To get access to my Kubeflow dashboard externally at a resolvable domain, I created an ingress:
apiVersion: networking.k8s.io/v1
kind: Ingress
metadata:
name: kubeflow-dashboard-ingress
namespace: kubeflow
labels:
app: istio-ingressgateway
annotations:
nginx.ingress.kubernetes.io/rewrite-target: /
# this starts with `letsencrypt-staging` so we can test it out
cert-manager.io/cluster-issuer: "letsencrypt-staging"
spec:
# this needs to be `public` and not `nginx`!
ingressClassName: public
tls:
- hosts:
- your.cool-domain.com
secretName: tls-secret
rules:
- host: your.cool-domain.com
http:
paths:
- path: /
pathType: Prefix
backend:
service:
# this is the service that the ingress will route to
# NOT the istio-ingressgateway
name: istio-ingressgateway-workload
port:
number: 80
Save that as whatever.yaml
and apply it:
microk8s kubectl apply -f whatever.yaml
Assuming your domain is pointing at your machine's public IP address, you should be able to access the dashboard at https://your.cool-domain.com
.
Just kidding. There's still more to do. 🤡
YOu can check to see the status of the underlying Let's Encrypt certificate with this:
microk8s kubectl describe -nkubeflow certificate tls-secret
You can also look at the ClusterIssuer to see what's going on there:
microk8s kubectl describe clusterissuer letsencrypt-staging
Assuming the DNS can resolve, it should work and you''ll see something that tells you the ready status is TRUE
and you'll know it's cool to switch the yample to use letsencrypt-prod
instead of letsencrypt-staging
and apply it again.
microk8s kubectl apply -f whatever.yaml
This Stack Overflow answer is an excellent reference.
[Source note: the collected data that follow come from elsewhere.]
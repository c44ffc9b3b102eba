//! Run configuration.

use std::collections::BTreeSet;
use std::path::{Path, PathBuf};

use clap::ValueEnum;

use crate::catalog::{is_valid_name, SetKind, ThemeSet, WallpaperSpec};
use crate::error::{Result, RetintError};
use crate::types::ColourSpec;

/// Optional extra outputs.
#[derive(Debug, Clone, Copy, PartialEq, Eq, Hash, PartialOrd, Ord, ValueEnum)]
pub enum Tweak {
    /// Tint the grayscale wallpapers
    Wallpapers,
    /// Write a Plank dock theme
    Dock,
}

/// What to do when an output directory already exists.
#[derive(Debug, Clone, Copy, PartialEq, Eq)]
pub enum OverwritePolicy {
    Ask,
    Always,
}

/// Where generated artifacts are installed.
#[derive(Debug, Clone, PartialEq, Eq)]
pub struct InstallDirs {
    pub themes: PathBuf,
    pub icons: PathBuf,
    pub wallpapers: PathBuf,
    pub dock: PathBuf,
}

impl InstallDirs {
    /// The standard layout below a data directory.
    pub fn under(data_dir: &Path) -> Self {
        Self {
            themes: data_dir.join("themes"),
            icons: data_dir.join("icons"),
            wallpapers: data_dir.join("backgrounds"),
            dock: data_dir.join("plank").join("themes"),
        }
    }

    /// The user's data directory layout, with explicit overrides applied.
    ///
    /// The data directory is only consulted when some directory is not
    /// overridden.
    pub fn resolve(
        themes: Option<PathBuf>,
        icons: Option<PathBuf>,
        wallpapers: Option<PathBuf>,
        dock: Option<PathBuf>,
    ) -> Result<Self> {
        match (themes, icons, wallpapers, dock) {
            (Some(themes), Some(icons), Some(wallpapers), Some(dock)) => Ok(Self {
                themes,
                icons,
                wallpapers,
                dock,
            }),
            (themes, icons, wallpapers, dock) => {
                let data_dir = dirs_next::data_dir().ok_or_else(|| RetintError::Config {
                    message: "Cannot determine the user data directory".to_string(),
                    help: Some(
                        "Pass --themes-dir, --icons-dir, --wallpapers-dir and --dock-dir"
                            .to_string(),
                    ),
                })?;
                let defaults = Self::under(&data_dir);

                Ok(Self {
                    themes: themes.unwrap_or(defaults.themes),
                    icons: icons.unwrap_or(defaults.icons),
                    wallpapers: wallpapers.unwrap_or(defaults.wallpapers),
                    dock: dock.unwrap_or(defaults.dock),
                })
            }
        }
    }

    pub fn for_kind(&self, kind: SetKind) -> &Path {
        match kind {
            SetKind::Theme => &self.themes,
            SetKind::Icons => &self.icons,
        }
    }
}

/// Everything one run needs, fixed before any stage starts.
#[derive(Debug, Clone)]
pub struct RecolorConfig {
    pub target: ColourSpec,
    /// Human-readable colour name used in output names, e.g. `Blue`.
    pub name: String,
    /// Root containing `themes/`, `icons/` and `wallpapers/`.
    pub source: PathBuf,
    pub sets: Vec<ThemeSet>,
    pub wallpapers: Vec<WallpaperSpec>,
    pub install: InstallDirs,
    pub tweaks: BTreeSet<Tweak>,
    pub overwrite: OverwritePolicy,
}

impl RecolorConfig {
    pub fn has_tweak(&self, tweak: Tweak) -> bool {
        self.tweaks.contains(&tweak)
    }

    /// Whether any selected set has rasterized assets to regenerate.
    pub fn needs_rasterizer(&self) -> bool {
        self.sets
            .iter()
            .any(|s| s.assets.as_ref().is_some_and(|a| !a.assets.is_empty()))
    }

    /// Output directory of a set.
    pub fn output_dir(&self, set: &ThemeSet) -> PathBuf {
        self.install.for_kind(set.kind).join(set.output_name(&self.name))
    }

    pub fn wallpaper_source_dir(&self) -> PathBuf {
        self.source.join("wallpapers")
    }
}

/// Default colour name: the hex digits without `#`.
pub fn default_name(target: &ColourSpec) -> String {
    target.to_hex().trim_start_matches('#').to_string()
}

/// Colour names end up in directory names and `index.theme` values.
pub fn validate_name(name: &str) -> Result<()> {
    if is_valid_name(name) {
        Ok(())
    } else {
        Err(RetintError::Config {
            message: format!("Invalid name: '{}'", name),
            help: Some("Use letters, digits, '-' or '_', e.g. --name Blue".to_string()),
        })
    }
}

#[cfg(test)]
mod tests {
    use super::*;
    use crate::catalog::Catalog;

    #[test]
    fn test_install_dirs_under() {
        let dirs = InstallDirs::under(Path::new("/data"));
        assert_eq!(dirs.themes, PathBuf::from("/data/themes"));
        assert_eq!(dirs.icons, PathBuf::from("/data/icons"));
        assert_eq!(dirs.wallpapers, PathBuf::from("/data/backgrounds"));
        assert_eq!(dirs.dock, PathBuf::from("/data/plank/themes"));
        assert_eq!(dirs.for_kind(SetKind::Icons), Path::new("/data/icons"));
    }

    #[test]
    fn test_install_dirs_explicit() {
        let dirs = InstallDirs::resolve(
            Some(PathBuf::from("t")),
            Some(PathBuf::from("i")),
            Some(PathBuf::from("w")),
            Some(PathBuf::from("d")),
        )
        .unwrap();
        assert_eq!(dirs.themes, PathBuf::from("t"));
        assert_eq!(dirs.dock, PathBuf::from("d"));
    }

    #[test]
    fn test_validate_name() {
        assert!(validate_name("Blue").is_ok());
        assert!(validate_name("Deep_Blue-2").is_ok());
        assert!(validate_name("").is_err());
        assert!(validate_name("../evil").is_err());
        assert!(validate_name("two words").is_err());
    }

    #[test]
    fn test_default_name() {
        let target = ColourSpec::from_hex("#3584e4").unwrap();
        assert_eq!(default_name(&target), "3584E4");
    }

    #[test]
    fn test_output_dir_and_rasterizer_need() {
        let catalog = Catalog::builtin();
        let mut config = RecolorConfig {
            target: ColourSpec::from_hex("#3584E4").unwrap(),
            name: "Blue".to_string(),
            source: PathBuf::from("src"),
            sets: vec![catalog.get(SetKind::Icons, "Yaru").unwrap().clone()],
            wallpapers: vec![],
            install: InstallDirs::under(Path::new("/data")),
            tweaks: BTreeSet::new(),
            overwrite: OverwritePolicy::Always,
        };

        assert!(!config.needs_rasterizer());
        assert_eq!(config.output_dir(&config.sets[0]), PathBuf::from("/data/icons/Yaru-Blue"));

        config.sets.push(catalog.get(SetKind::Theme, "Yaru-dark").unwrap().clone());
        assert!(config.needs_rasterizer());
        assert_eq!(
            config.output_dir(&config.sets[1]),
            PathBuf::from("/data/themes/Yaru-Blue-dark")
        );
        assert_eq!(config.wallpaper_source_dir(), PathBuf::from("src/wallpapers"));
    }
}
//! SVG rasterization through an external tool.

use std::ffi::OsString;
use std::path::{Path, PathBuf};
use std::process::{Command, Stdio};

use clap::ValueEnum;
use serde::{Deserialize, Serialize};

use crate::error::{Result, RetintError};

/// Supported external rasterizers.
#[derive(Debug, Clone, Copy, PartialEq, Eq, Default, Serialize, Deserialize, ValueEnum)]
#[serde(rename_all = "kebab-case")]
pub enum RasterTool {
    #[default]
    Inkscape,
    RsvgConvert,
}

impl RasterTool {
    /// Executable name looked up on `PATH`.
    pub fn program(self) -> &'static str {
        match self {
            RasterTool::Inkscape => "inkscape",
            RasterTool::RsvgConvert => "rsvg-convert",
        }
    }

    /// Command-line arguments to export `svg` as a `width`x`height` PNG.
    pub fn args(self, svg: &Path, png: &Path, width: u32, height: u32) -> Vec<OsString> {
        match self {
            RasterTool::Inkscape => vec![
                "--export-type=png".into(),
                prefixed("--export-filename=", png),
                format!("--export-width={}", width).into(),
                format!("--export-height={}", height).into(),
                svg.into(),
            ],
            RasterTool::RsvgConvert => vec![
                "--width".into(),
                width.to_string().into(),
                "--height".into(),
                height.to_string().into(),
                "--format".into(),
                "png".into(),
                "--output".into(),
                png.into(),
                svg.into(),
            ],
        }
    }
}

fn prefixed(prefix: &str, path: &Path) -> OsString {
    let mut arg = OsString::from(prefix);
    arg.push(path);
    arg
}

/// Something that can turn an SVG file into a PNG of a given size.
pub trait Rasterizer {
    fn name(&self) -> &str;

    fn rasterize(&self, svg: &Path, png: &Path, width: u32, height: u32) -> Result<()>;
}

/// Rasterizer backed by an executable on the system.
#[derive(Debug, Clone)]
pub struct ExternalRasterizer {
    tool: RasterTool,
    program: PathBuf,
}

impl ExternalRasterizer {
    /// Find the tool on `PATH`.
    pub fn locate(tool: RasterTool) -> Result<Self> {
        Self::locate_program(tool, tool.program())
    }

    fn locate_program(tool: RasterTool, program: &str) -> Result<Self> {
        let program = which::which(program).map_err(|_| RetintError::MissingTool {
            tool: program.to_string(),
            help: Some(format!(
                "Install {} or choose another tool with --rasterizer",
                program
            )),
        })?;
        Ok(Self { tool, program })
    }

    #[cfg(test)]
    fn with_program(tool: RasterTool, program: impl Into<PathBuf>) -> Self {
        Self {
            tool,
            program: program.into(),
        }
    }
}

impl Rasterizer for ExternalRasterizer {
    fn name(&self) -> &str {
        self.tool.program()
    }

    fn rasterize(&self, svg: &Path, png: &Path, width: u32, height: u32) -> Result<()> {
        let mut command = Command::new(&self.program);
        command.args(self.tool.args(svg, png, width, height));
        run_tool(self.name(), &mut command)
    }
}

/// Run a command to completion with captured output.
///
/// A non-zero exit becomes an error carrying the tool's stderr.
pub fn run_tool(tool: &str, command: &mut Command) -> Result<()> {
    let output = command
        .stdin(Stdio::null())
        .stdout(Stdio::piped())
        .stderr(Stdio::piped())
        .output()
        .map_err(|e| RetintError::Tool {
            tool: tool.to_string(),
            message: format!("could not start: {}", e),
        })?;

    if output.status.success() {
        return Ok(());
    }

    let stderr = String::from_utf8_lossy(&output.stderr);
    let stderr = stderr.trim();
    let message = if stderr.is_empty() {
        format!("exited with {}", output.status)
    } else {
        format!("exited with {}: {}", output.status, stderr)
    };

    Err(RetintError::Tool {
        tool: tool.to_string(),
        message,
    })
}

#[cfg(test)]
mod tests {
    use super::*;
    use pretty_assertions::assert_eq;

    #[test]
    fn test_inkscape_args() {
        let args = RasterTool::Inkscape.args(Path::new("in.svg"), Path::new("out.png"), 16, 24);
        assert_eq!(
            args,
            vec![
                OsString::from("--export-type=png"),
                OsString::from("--export-filename=out.png"),
                OsString::from("--export-width=16"),
                OsString::from("--export-height=24"),
                OsString::from("in.svg"),
            ]
        );
    }

    #[test]
    fn test_rsvg_convert_args() {
        let args = RasterTool::RsvgConvert.args(Path::new("in.svg"), Path::new("out.png"), 32, 32);
        let args: Vec<String> = args.iter().map(|a| a.to_string_lossy().into_owned()).collect();
        assert_eq!(
            args,
            vec![
                "--width", "32", "--height", "32", "--format", "png", "--output", "out.png",
                "in.svg"
            ]
        );
    }

    #[test]
    fn test_missing_tool() {
        let err =
            ExternalRasterizer::locate_program(RasterTool::Inkscape, "retint-no-such-rasterizer")
                .unwrap_err();
        assert!(matches!(err, RetintError::MissingTool { .. }));
    }

    #[cfg(unix)]
    #[test]
    fn test_run_tool_success_and_failure() {
        assert!(run_tool("true", &mut Command::new("true")).is_ok());

        let mut failing = Command::new("sh");
        failing.args(["-c", "echo broken >&2; exit 3"]);
        let err = run_tool("sh", &mut failing).unwrap_err();
        match err {
            RetintError::Tool { tool, message } => {
                assert_eq!(tool, "sh");
                assert!(message.contains("broken"), "{}", message);
            }
            other => panic!("unexpected error: {:?}", other),
        }
    }

    #[test]
    fn test_unstartable_program() {
        let rasterizer =
            ExternalRasterizer::with_program(RasterTool::RsvgConvert, "/nonexistent/rsvg-convert");
        let err = rasterizer
            .rasterize(Path::new("a.svg"), Path::new("a.png"), 1, 1)
            .unwrap_err();
        assert!(matches!(err, RetintError::Tool { .. }));
    }

    #[test]
    fn test_serde_names() {
        let tool: RasterTool = serde_yaml::from_str("rsvg-convert").unwrap();
        assert_eq!(tool, RasterTool::RsvgConvert);
    }
}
Now, you need to tell Kubeflow what the domain is through this config:
juju config dex-auth public-url=https://your.cool-domain.com
juju config oidc-gatekeeper public-url=https://your.cool-domain.com
juju config dex-auth static-username=admin
juju config dex-auth static-password=admin
You can watch all the dashboards and you'll see the oidc-gatekeeper
pod restart and then you'll be able to log in with the username and password you set above.
Tearing it all down
One noce thing is that wiping the whole thing and rebuilding it is straight forward. I had to do this dozens of times and wrote this post as a way to remember all the steps.
sudo snap remove microk8s --purge; juju unregister -y microk8s-localhost
sudo snap remove --purge juju
rm -rf ~/.local/share/juju
Gone.
What can you use Kubeflow for?
I'll let ChatGPT answer that. I dunno, do whatever you want! Let me know.